At 25 (and since always), I frequent the beach day in and day out wearing sunscreen only to avoid skin cancer, welcoming in the darkest hues of brown my skin morphs into. Now, when people point out my skin color with negative undertones, I simply mention the ever booming business of skin tanning salons. I proudly remind them that people pay small fortunes to bear what I was blessed with at birth, skin the color of gold. Strong skin that doesn’t peel and break away at the hint of distress. Skin thick enough, beautiful enough to resist familial reject.

My family meant no harm, adult me understands that. That one incident and their reaction, scarring as it may have been, does not define them (or me). My parental unit heavily offset any negative message I may have received with their undying and unwavering love and support in all the rest of my endeavors. They are in fact the very reason why I was able to react so gracefully (that is after I ran out of tears, of course).
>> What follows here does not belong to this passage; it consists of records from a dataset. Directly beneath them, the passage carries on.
//! rootless_session — wires C3 identity, C5 X3DH, and C6 Double Ratchet
//! into per-conversation sessions, plus the sealed (no-session) one-shot
//! path. The only crate here that owns mutable conversation state; the
//! crypto and wire layers it sits on are both stateless.

pub mod error;
pub mod manager;

pub use error::SessionError;
pub use manager::{Conversation, InitiateOutcome, SendOptions, SessionManager};
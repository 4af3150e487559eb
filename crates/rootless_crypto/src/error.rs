use thiserror::Error;

/// Unified error type for `rootless_crypto`.
///
/// Variants map directly onto the error kinds of the protocol design: wrong
/// lengths and unparsable identifiers are `InputValidation`; AEAD/signature/
/// password failures are `Authentication`; structural protocol violations
/// (wrong version, unknown prekey id, ratchet not ready) are `Protocol`;
/// clock-related rejections are `Freshness`; a multi-recipient payload with
/// no matching entry is `NotRecipient`.
#[derive(Debug, Error)]
pub enum CryptoError {
    #[error("input validation failed: {0}")]
    InputValidation(String),

    #[error("authentication failed: {0}")]
    Authentication(String),

    #[error("protocol violation: {0}")]
    Protocol(String),

    #[error("freshness check failed: {0}")]
    Freshness(String),

    #[error("no recipient entry matches this identity")]
    NotRecipient,

    #[error("serialisation error: {0}")]
    Serialisation(#[from] serde_json::Error),

    #[error("hex decode error: {0}")]
    HexDecode(#[from] hex::FromHexError),

    #[error("base64 decode error: {0}")]
    Base64Decode(#[from] base64::DecodeError),
}

impl CryptoError {
    pub fn input(msg: impl Into<String>) -> Self {
        Self::InputValidation(msg.into())
    }

    pub fn protocol(msg: impl Into<String>) -> Self {
        Self::Protocol(msg.into())
    }

    pub fn freshness(msg: impl Into<String>) -> Self {
        Self::Freshness(msg.into())
    }

    pub fn auth(msg: impl Into<String>) -> Self {
        Self::Authentication(msg.into())
    }
}
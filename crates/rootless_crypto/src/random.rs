//! OS-backed cryptographically secure randomness.
//!
//! There is exactly one source of entropy in this crate: the operating
//! system CSPRNG via `rand::rngs::OsRng`. No user-space fallback generator
//! exists — if the OS source is unavailable, callers get an error, not a
//! weaker substitute.

use rand::RngCore;

use crate::error::CryptoError;

/// Maximum number of bytes a single call will hand back.
pub const MAX_REQUEST_LEN: usize = 65_536;

/// Fill a caller-provided buffer with OS-random bytes.
///
/// Rejects zero-length and oversized requests — these are almost always a
/// caller bug (an uninitialised length variable, or an attempt to seed a
/// bulk buffer that should be streamed instead).
pub fn fill(buf: &mut [u8]) -> Result<(), CryptoError> {
    if buf.is_empty() {
        return Err(CryptoError::input("random request length must be > 0"));
    }
    if buf.len() > MAX_REQUEST_LEN {
        return Err(CryptoError::input(format!(
            "random request length {} exceeds maximum {}",
            buf.len(),
            MAX_REQUEST_LEN
        )));
    }
    rand::rngs::OsRng.fill_bytes(buf);
    Ok(())
}

/// Allocate and fill `len` bytes of OS-random data.
pub fn bytes(len: usize) -> Result<Vec<u8>, CryptoError> {
    let mut out = vec![0u8; len.max(1)];
    if len == 0 {
        return Err(CryptoError::input("random request length must be > 0"));
    }
    fill(&mut out)?;
    Ok(out)
}

/// Fixed-size convenience wrapper used throughout the crate for 32-byte keys.
pub fn bytes_32() -> Result<[u8; 32], CryptoError> {
    let mut out = [0u8; 32];
    fill(&mut out)?;
    Ok(out)
}

#[cfg(test)]
mod tests {
    use super::*;

    #[test]
    fn rejects_zero_length() {
        assert!(bytes(0).is_err());
    }

    #[test]
    fn rejects_oversized_request() {
        assert!(bytes(MAX_REQUEST_LEN + 1).is_err());
    }

    #[test]
    fn fills_requested_length() {
        let b = bytes(32).unwrap();
        assert_eq!(b.len(), 32);
    }

    #[test]
    fn two_calls_differ() {
        let a = bytes_32().unwrap();
        let b = bytes_32().unwrap();
        assert_ne!(a, b);
    }
}
//! Shared `serde` helpers for byte-valued fields, base64url-encoded
//! (no padding) per canonical.rs's encoding choice for Q1.

use base64::{engine::general_purpose::URL_SAFE_NO_PAD, Engine as _};
use serde::{de::Error as DeError, Deserialize, Deserializer, Serializer};

/// `#[serde(with = "crate::encoding::fixed_bytes")]` for `[u8; N]` fields.
pub mod fixed_bytes {
    use super::*;

    pub fn serialize<S, const N: usize>(bytes: &[u8; N], serializer: S) -> Result<S::Ok, S::Error>
    where
        S: Serializer,
    {
        serializer.serialize_str(&URL_SAFE_NO_PAD.encode(bytes))
    }

    pub fn deserialize<'de, D, const N: usize>(deserializer: D) -> Result<[u8; N], D::Error>
    where
        D: Deserializer<'de>,
    {
        let text = String::deserialize(deserializer)?;
        let raw = URL_SAFE_NO_PAD
            .decode(text.as_bytes())
            .map_err(DeError::custom)?;
        <[u8; N]>::try_from(raw.as_slice())
            .map_err(|_| DeError::custom(format!("expected {N} bytes, got a different length")))
    }
}

/// `#[serde(with = "crate::encoding::bytes")]` for `Vec<u8>` fields.
pub mod bytes {
    use super::*;

    pub fn serialize<S>(bytes: &[u8], serializer: S) -> Result<S::Ok, S::Error>
    where
        S: Serializer,
    {
        serializer.serialize_str(&URL_SAFE_NO_PAD.encode(bytes))
    }

    pub fn deserialize<'de, D>(deserializer: D) -> Result<Vec<u8>, D::Error>
    where
        D: Deserializer<'de>,
    {
        let text = String::deserialize(deserializer)?;
        URL_SAFE_NO_PAD
            .decode(text.as_bytes())
            .map_err(DeError::custom)
    }
}

/// `#[serde(with = "crate::encoding::option_fixed_bytes")]` for
/// `Option<[u8; N]>` fields.
pub mod option_fixed_bytes {
    use super::*;

    pub fn serialize<S, const N: usize>(
        bytes: &Option<[u8; N]>,
        serializer: S,
    ) -> Result<S::Ok, S::Error>
    where
        S: Serializer,
    {
        match bytes {
            Some(b) => serializer.serialize_some(&URL_SAFE_NO_PAD.encode(b)),
            None => serializer.serialize_none(),
        }
    }

    pub fn deserialize<'de, D, const N: usize>(
        deserializer: D,
    ) -> Result<Option<[u8; N]>, D::Error>
    where
        D: Deserializer<'de>,
    {
        let text: Option<String> = Option::deserialize(deserializer)?;
        match text {
            None => Ok(None),
            Some(text) => {
                let raw = URL_SAFE_NO_PAD
                    .decode(text.as_bytes())
                    .map_err(DeError::custom)?;
                let arr = <[u8; N]>::try_from(raw.as_slice()).map_err(|_| {
                    DeError::custom(format!("expected {N} bytes, got a different length"))
                })?;
                Ok(Some(arr))
            }
        }
    }
}

#[cfg(test)]
mod tests {
    use serde::{Deserialize, Serialize};

    #[derive(Serialize, Deserialize)]
    struct Fixed {
        #[serde(with = "super::fixed_bytes")]
        value: [u8; 4],
    }

    #[derive(Serialize, Deserialize)]
    struct Variable {
        #[serde(with = "super::bytes")]
        value: Vec<u8>,
    }

    #[test]
    fn fixed_bytes_roundtrip() {
        let original = Fixed { value: [1, 2, 3, 4] };
        let json = serde_json::to_string(&original).unwrap();
        let parsed: Fixed = serde_json::from_str(&json).unwrap();
        assert_eq!(parsed.value, [1, 2, 3, 4]);
    }

    #[test]
    fn variable_bytes_roundtrip() {
        let original = Variable { value: vec![5, 6, 7] };
        let json = serde_json::to_string(&original).unwrap();
        let parsed: Variable = serde_json::from_str(&json).unwrap();
        assert_eq!(parsed.value, vec![5, 6, 7]);
    }
}
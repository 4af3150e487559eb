//! Ed25519 signing.
//!
//! Public keys are 32 bytes, signatures 64 bytes. The "full" private-key
//! form used on the wire and in export envelopes is 64 bytes
//! (seed‖public) — `sign`/`verify` accept either a bare 32-byte seed or the
//! 64-byte full form and use only the first 32 bytes either way.

use ed25519_dalek::{Signature, Signer, SigningKey, Verifier, VerifyingKey};
use zeroize::ZeroizeOnDrop;

use crate::error::CryptoError;
use crate::hash;

/// An Ed25519 key pair. The private half is zeroized on drop.
#[derive(ZeroizeOnDrop)]
pub struct SigningKeyPair {
    #[zeroize(skip)]
    public: [u8; 32],
    seed: [u8; 32],
}

impl SigningKeyPair {
    pub fn generate() -> Result<Self, CryptoError> {
        let seed = crate::random::bytes_32()?;
        Self::from_seed(&seed)
    }

    /// Derive a key pair from a 32-byte seed (the seed IS the Ed25519 secret
    /// scalar seed, as in RFC 8032).
    pub fn from_seed(seed: &[u8; 32]) -> Result<Self, CryptoError> {
        let signing_key = SigningKey::from_bytes(seed);
        let public = signing_key.verifying_key().to_bytes();
        Ok(Self { public, seed: *seed })
    }

    pub fn public_bytes(&self) -> [u8; 32] {
        self.public
    }

    /// The 64-byte "full" private form (seed‖public) used on export.
    pub fn to_full_private(&self) -> [u8; 64] {
        let mut out = [0u8; 64];
        out[..32].copy_from_slice(&self.seed);
        out[32..].copy_from_slice(&self.public);
        out
    }

    /// Reconstruct from either a 32-byte seed or a 64-byte full private
    /// (seed‖public) form.
    pub fn from_private_bytes(bytes: &[u8]) -> Result<Self, CryptoError> {
        match bytes.len() {
            32 => {
                let mut seed = [0u8; 32];
                seed.copy_from_slice(bytes);
                Self::from_seed(&seed)
            }
            64 => {
                let mut seed = [0u8; 32];
                seed.copy_from_slice(&bytes[..32]);
                Self::from_seed(&seed)
            }
            n => Err(CryptoError::input(format!(
                "Ed25519 private key must be 32 or 64 bytes, got {n}"
            ))),
        }
    }

    fn signing_key(&self) -> SigningKey {
        SigningKey::from_bytes(&self.seed)
    }

    /// Raw Ed25519 signature over `msg`.
    pub fn sign(&self, msg: &[u8]) -> [u8; 64] {
        self.signing_key().sign(msg).to_bytes()
    }

    /// `BLAKE3(data)` then sign — the composition used for content objects
    /// and identity documents.
    pub fn sign_hash(&self, data: &[u8]) -> [u8; 64] {
        self.sign(&hash::hash(data))
    }
}

/// Verify a raw signature with a bare public key. Never panics: malformed
/// input (wrong-length key or signature) simply returns `false`.
pub fn verify(public: &[u8], msg: &[u8], signature: &[u8]) -> bool {
    let Ok(pub_bytes) = <[u8; 32]>::try_from(public) else {
        return false;
    };
    let Ok(vk) = VerifyingKey::from_bytes(&pub_bytes) else {
        return false;
    };
    let Ok(sig_bytes) = <[u8; 64]>::try_from(signature) else {
        return false;
    };
    let sig = Signature::from_bytes(&sig_bytes);
    vk.verify(msg, &sig).is_ok()
}

/// `BLAKE3(data)` then verify — matches `sign_hash`.
pub fn verify_hash(public: &[u8], data: &[u8], signature: &[u8]) -> bool {
    verify(public, &hash::hash(data), signature)
}

#[cfg(test)]
mod tests {
    use super::*;

    #[test]
    fn sign_verify_roundtrip() {
        let kp = SigningKeyPair::generate().unwrap();
        let sig = kp.sign(b"message");
        assert!(verify(&kp.public_bytes(), b"message", &sig));
    }

    #[test]
    fn verify_rejects_wrong_message() {
        let kp = SigningKeyPair::generate().unwrap();
        let sig = kp.sign(b"message");
        assert!(!verify(&kp.public_bytes(), b"other", &sig));
    }

    #[test]
    fn verify_never_panics_on_malformed_input() {
        assert!(!verify(b"short", b"msg", b"short"));
        assert!(!verify(&[0u8; 32], b"msg", &[0u8; 10]));
    }

    #[test]
    fn seed_roundtrips_through_full_private_form() {
        let kp = SigningKeyPair::generate().unwrap();
        let full = kp.to_full_private();
        let kp2 = SigningKeyPair::from_private_bytes(&full).unwrap();
        assert_eq!(kp.public_bytes(), kp2.public_bytes());
    }

    #[test]
    fn sign_hash_matches_verify_hash() {
        let kp = SigningKeyPair::generate().unwrap();
        let sig = kp.sign_hash(b"content bytes");
        assert!(verify_hash(&kp.public_bytes(), b"content bytes", &sig));
    }
}
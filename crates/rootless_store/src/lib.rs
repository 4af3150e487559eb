//! rootless_store — the persistence *port* spec.md names as an external
//! collaborator: "optional persistence for identities, prekey sets, ratchet
//! states" consumed from the host (spec.md §1/§6).
//!
//! This crate defines that port as a trait (`StateStore`) rather than a
//! concrete database binding. The teacher's `dl_store` wires SQLite + a
//! password-unlocked vault directly into its Tauri commands; that coupling
//! is a desktop-app concern, not a protocol-core one, so it is not carried
//! forward here. What *is* carried forward is the teacher's habit of
//! keeping crypto material at rest only ever as already-encrypted bytes —
//! `InMemoryStateStore` stores exactly what `rootless_crypto` already
//! produced (`ExportedIdentity`, serialized `RatchetState`), never a raw
//! private key the store itself has decrypted.
//!
//! spec.md §9 Q4 calls out that a correct implementation must persist the
//! prekey set across restarts rather than regenerating it per session —
//! `save_prekey_set`/`load_prekey_set` exist so a host can do exactly that.

pub mod error;
pub mod memory;

pub use error::StoreError;
pub use memory::InMemoryStateStore;

use async_trait::async_trait;
use rootless_crypto::did::Did;
use rootless_crypto::identity::ExportedIdentity;
use rootless_crypto::ratchet::RatchetState;
use rootless_crypto::x3dh::PrekeySet;

/// The persistence capability a host plugs into a `rootless_session`
/// conversation manager. Every method is keyed so a host can serve several
/// identities/conversations from one store; implementations that only ever
/// hold one identity may ignore the key.
#[async_trait]
pub trait StateStore: Send + Sync {
    async fn save_identity(&self, exported: &ExportedIdentity) -> Result<(), StoreError>;
    async fn load_identity(&self) -> Result<Option<ExportedIdentity>, StoreError>;

    async fn save_prekey_set(&self, did: &Did, prekeys: &PrekeySet) -> Result<(), StoreError>;
    async fn load_prekey_set(&self, did: &Did) -> Result<Option<PrekeySet>, StoreError>;

    async fn save_ratchet_state(&self, conversation_id: &str, state: &RatchetState) -> Result<(), StoreError>;
    async fn load_ratchet_state(&self, conversation_id: &str) -> Result<Option<RatchetState>, StoreError>;
    async fn delete_ratchet_state(&self, conversation_id: &str) -> Result<(), StoreError>;
    async fn list_conversation_ids(&self) -> Result<Vec<String>, StoreError>;
}
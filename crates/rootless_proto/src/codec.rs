//! Wire (de)serialization. No padding or batching — spec.md names "no
//! on-wire framing beyond the canonical byte layout of signed objects" as
//! a non-goal, so this crate carries no cryptographic logic of its own,
//! just JSON in and out.

use serde::de::DeserializeOwned;
use serde::Serialize;

use crate::error::ProtoError;

pub fn to_wire_bytes<T: Serialize>(value: &T) -> Result<Vec<u8>, ProtoError> {
    Ok(serde_json::to_vec(value)?)
}

pub fn from_wire_bytes<T: DeserializeOwned>(bytes: &[u8]) -> Result<T, ProtoError> {
    Ok(serde_json::from_slice(bytes)?)
}
impl SessionManager {
    /// Build a manager for `identity`, generating a fresh prekey set with
    /// `one_time_prekey_count` one-time prekeys.
    pub fn new(identity: Identity, one_time_prekey_count: usize) -> Result<Self, SessionError> {
        let prekeys = PrekeySet::generate(&identity.key_set, one_time_prekey_count)?;
        Ok(Self { identity, prekeys, conversations: HashMap::new(), max_skip: DEFAULT_MAX_SKIP })
    }

    /// Restore a manager around a prekey set loaded from a `StateStore`
    /// rather than generating a fresh one (spec §9 Q4: the prekey set must
    /// survive a restart, not be regenerated per process).
    pub fn with_prekeys(identity: Identity, prekeys: PrekeySet) -> Self {
        Self { identity, prekeys, conversations: HashMap::new(), max_skip: DEFAULT_MAX_SKIP }
    }

    pub fn did(&self) -> &Did {
        &self.identity.did
    }

    pub fn conversation(&self, conversation_id: &str) -> Option<&Conversation> {
        self.conversations.get(conversation_id)
    }

    pub fn conversation_ids(&self) -> Vec<String> {
        self.conversations.keys().cloned().collect()
    }

    /// The public projection of this manager's prekey set, ready to
    /// publish to a directory.
    pub fn public_bundle(&self) -> PrekeyBundle {
        self.prekeys.public_bundle()
    }

    /// Persist the current prekey set through `store`, keyed by this
    /// manager's own DID.
    pub async fn persist_prekeys(&self, store: &dyn StateStore) -> Result<(), SessionError> {
        store.save_prekey_set(&self.identity.did, &self.prekeys).await?;
        Ok(())
    }

    /// Rotate the signed prekey if it's past its rotation window and top
    /// up one-time prekeys. Returns whether a rotation happened.
    pub fn rotate_prekeys_if_due(&mut self, replenish_count: usize) -> Result<bool, SessionError> {
        let mut rotated = false;
        if self.prekeys.needs_signed_prekey_rotation() {
            tracing::debug!("signed prekey rotation due, rotating");
            self.prekeys.rotate_signed_prekey(&self.identity.key_set.signing)?;
            rotated = true;
        }
        if replenish_count > 0 {
            self.prekeys.replenish_one_time_prekeys(replenish_count)?;
        }
        Ok(rotated)
    }

    /// Begin a new conversation with `peer_did` by running X3DH against
    /// `peer_bundle` and installing the initiator side of the ratchet.
    /// Returns the conversation id plus the handshake transcript to send
    /// the peer alongside the first message.
    pub fn initiate(
        &mut self,
        peer_did: Did,
        mut peer_bundle: PrekeyBundle,
        peer_signing_public: &[u8; 32],
    ) -> Result<InitiateOutcome, SessionError> {
        let result = x3dh::initiate(&self.identity.key_set, &mut peer_bundle, peer_signing_public)?;
        let ratchet =
            RatchetState::init_initiator(&result.shared_secret, &peer_bundle.signed_prekey_public, self.max_skip)?;

        let conversation_id = Uuid::new_v4().to_string();
        self.conversations.insert(
            conversation_id.clone(),
            Conversation { id: conversation_id.clone(), peer_did, ratchet, created: time::now_ms(), last_message: None },
        );

        tracing::debug!(conversation_id = %conversation_id, "initiated conversation");

        Ok(InitiateOutcome {
            conversation_id: conversation_id.clone(),
            handshake: HandshakeInit {
                conversation_id,
                initiator_did: self.identity.did.clone(),
                initiator_identity_key: self.identity.key_set.encryption.public_bytes(),
                initiator_ephemeral_key: result.ephemeral_public,
                used_signed_prekey_id: result.used_signed_prekey_id,
                used_one_time_prekey_id: result.used_one_time_prekey_id,
            },
        })
    }

    /// Accept an incoming handshake: complete the responder side of X3DH
    /// against this manager's own prekey set and install the responder
    /// ratchet. Returns the new conversation's id.
    pub fn accept(&mut self, handshake: &HandshakeInit) -> Result<String, SessionError> {
        let result = x3dh::respond(
            &self.identity.key_set,
            &mut self.prekeys,
            &handshake.initiator_identity_key,
            &handshake.initiator_ephemeral_key,
            handshake.used_signed_prekey_id,
            handshake.used_one_time_prekey_id,
        )?;

        let ratchet = RatchetState::init_responder(
            &result.shared_secret,
            self.prekeys.signed_prekey.public_key,
            self.prekeys.signed_prekey.private_key,
            self.max_skip,
        );

        self.conversations.insert(
            handshake.conversation_id.clone(),
            Conversation {
                id: handshake.conversation_id.clone(),
                peer_did: handshake.initiator_did.clone(),
                ratchet,
                created: time::now_ms(),
                last_message: None,
            },
        );

        tracing::debug!(conversation_id = %handshake.conversation_id, "accepted conversation");
        Ok(handshake.conversation_id.clone())
    }

    /// Encrypt `plaintext` under an established conversation's current send
    /// chain and wrap it in a `DirectMessage` ready for a transport.
    pub fn send(
        &mut self,
        conversation_id: &str,
        plaintext: &[u8],
        options: SendOptions,
    ) -> Result<DirectMessage, SessionError> {
        let conversation = self
            .conversations
            .get_mut(conversation_id)
            .ok_or_else(|| SessionError::UnknownConversation(conversation_id.to_string()))?;

        let encrypted = conversation.ratchet.encrypt(plaintext)?;
        let now = time::now_ms();
        conversation.last_message = Some(now);

        Ok(DirectMessage {
            version: WIRE_VERSION,
            id: DirectMessage::new_id(),
            conversation_id: conversation_id.to_string(),
            sender: self.identity.did.clone(),
            message_type: DirectMessageType::Direct,
            encrypted,
            timestamp: now,
            reply_to: options.reply_to,
            expires_at: options.expires_at,
        })
    }

    /// Decrypt an incoming `DirectMessage` against its conversation's
    /// ratchet, performing a DH ratchet step and/or skipped-key recovery as
    /// needed.
    pub fn receive(&mut self, message: &DirectMessage) -> Result<Zeroizing<Vec<u8>>, SessionError> {
        if let Some(expires_at) = message.expires_at {
            if expires_at < time::now_ms() {
                return Err(SessionError::MessageExpired);
            }
        }

        let conversation = self
            .conversations
            .get_mut(&message.conversation_id)
            .ok_or_else(|| SessionError::UnknownConversation(message.conversation_id.clone()))?;

        let plaintext = conversation.ratchet.decrypt(&message.encrypted)?;
        conversation.last_message = Some(time::now_ms());
        tracing::debug!(
            conversation_id = %message.conversation_id,
            skipped = conversation.ratchet.skipped_key_count(),
            "decrypted message"
        );
        Ok(plaintext)
    }

    /// Encrypt `plaintext` for `recipient_encryption_public` with no
    /// session: one ephemeral X25519 key pair, one HKDF-derived key, one
    /// AEAD seal, no state kept afterwards. The sender's identity lives in
    /// the plaintext, if anywhere — never on the wire envelope.
    pub fn sealed_send(
        &self,
        recipient_encryption_public: &[u8; 32],
        plaintext: &[u8],
    ) -> Result<SealedMessage, SessionError> {
        let ephemeral = EncryptionKeyPair::generate()?;
        let shared = ephemeral.diffie_hellman(recipient_encryption_public);
        let mut key = kdf::derive_32(shared.as_bytes(), None, info::SEALED_BOX)?;
        let ciphertext = aead::encrypt(&key, plaintext, b"")?;
        key.zeroize();

        Ok(SealedMessage {
            version: WIRE_VERSION,
            message_type: SealedMessageType::Sealed,
            ephemeral_public: ephemeral.public_bytes(),
            ciphertext,
        })
    }

    /// Open a `SealedMessage` addressed to this manager's own encryption
    /// key.
    pub fn sealed_receive(&self, message: &SealedMessage) -> Result<Zeroizing<Vec<u8>>, SessionError> {
        let shared = dh::agree(self.identity.key_set.encryption.secret_bytes(), &message.ephemeral_public);
        let mut key = kdf::derive_32(shared.as_bytes(), None, info::SEALED_BOX)?;
        let plaintext = aead::decrypt(&key, &message.ciphertext, b"");
        key.zeroize();
        Ok(plaintext?)
    }

    /// Serialize the prekey set and every conversation's ratchet state
    /// into a portable snapshot. Identity material is not included here —
    /// `Identity::export`/`Identity::import` already own that half.
    pub fn export_state(&self) -> Result<Vec<u8>, SessionError> {
        let conversations = self
            .conversations
            .values()
            .map(|c| ConversationSnapshotRef {
                id: &c.id,
                peer_did: &c.peer_did,
                ratchet: &c.ratchet,
                created: c.created,
                last_message: c.last_message,
            })
            .collect();
        let snapshot = ManagerSnapshotRef { prekeys: &self.prekeys, conversations };
        Ok(serde_json::to_vec(&snapshot)?)
    }

    /// Rebuild a manager around `identity` from a snapshot produced by
    /// `export_state`.
    pub fn import_state(identity: Identity, bytes: &[u8]) -> Result<Self, SessionError> {
        let snapshot: ManagerSnapshotOwned = serde_json::from_slice(bytes)?;
        let conversations = snapshot
            .conversations
            .into_iter()
            .map(|c| {
                (
                    c.id.clone(),
                    Conversation { id: c.id, peer_did: c.peer_did, ratchet: c.ratchet, created: c.created, last_message: c.last_message },
                )
            })
            .collect();
        Ok(Self { identity, prekeys: snapshot.prekeys, conversations, max_skip: DEFAULT_MAX_SKIP })
    }
}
This plague of a thought, is not uncommon in Mexican households. Eurocentric features have always been highly coveted. At the expense of too many brown girls’ self-love, the Mexican community continually praises fair skin and other Anglo features as such. It is imperative that as a community, before pointing the finger at the white folks for segregating, hating and altogether being racist towards us and other PoC, we address the role we play in the self-hate of our own.

Seldom will you find a brown girls’ picture online without bright flash, or a filter that lightens their skin. Too often you will see brown girls covered head to toe, to avoid getting darker at the beach-- if you see them there at all. As a majority we need to take responsibility for the toxic encouragement of self-dilution. Of telling a funny story that may end in the desire to be less colored, less dark, less self.

Teaching women of color their worth begins in the home and is a full time, lifelong duty. Keeping in mind that for every ONE positive thing we are told, there are TEN negative ones thrown our way. Challenging as it may be, this change needs to be as conscious as it is collective.

 

Jazmin is a writer and entrepreneur from South Central Los Angeles, where hunger and oppression prevail. In hopes of creating a dent in world hunger she has recently launched #FeedSouthCentral a communal effort to feed the homeless residing in the streets of her neighborhood.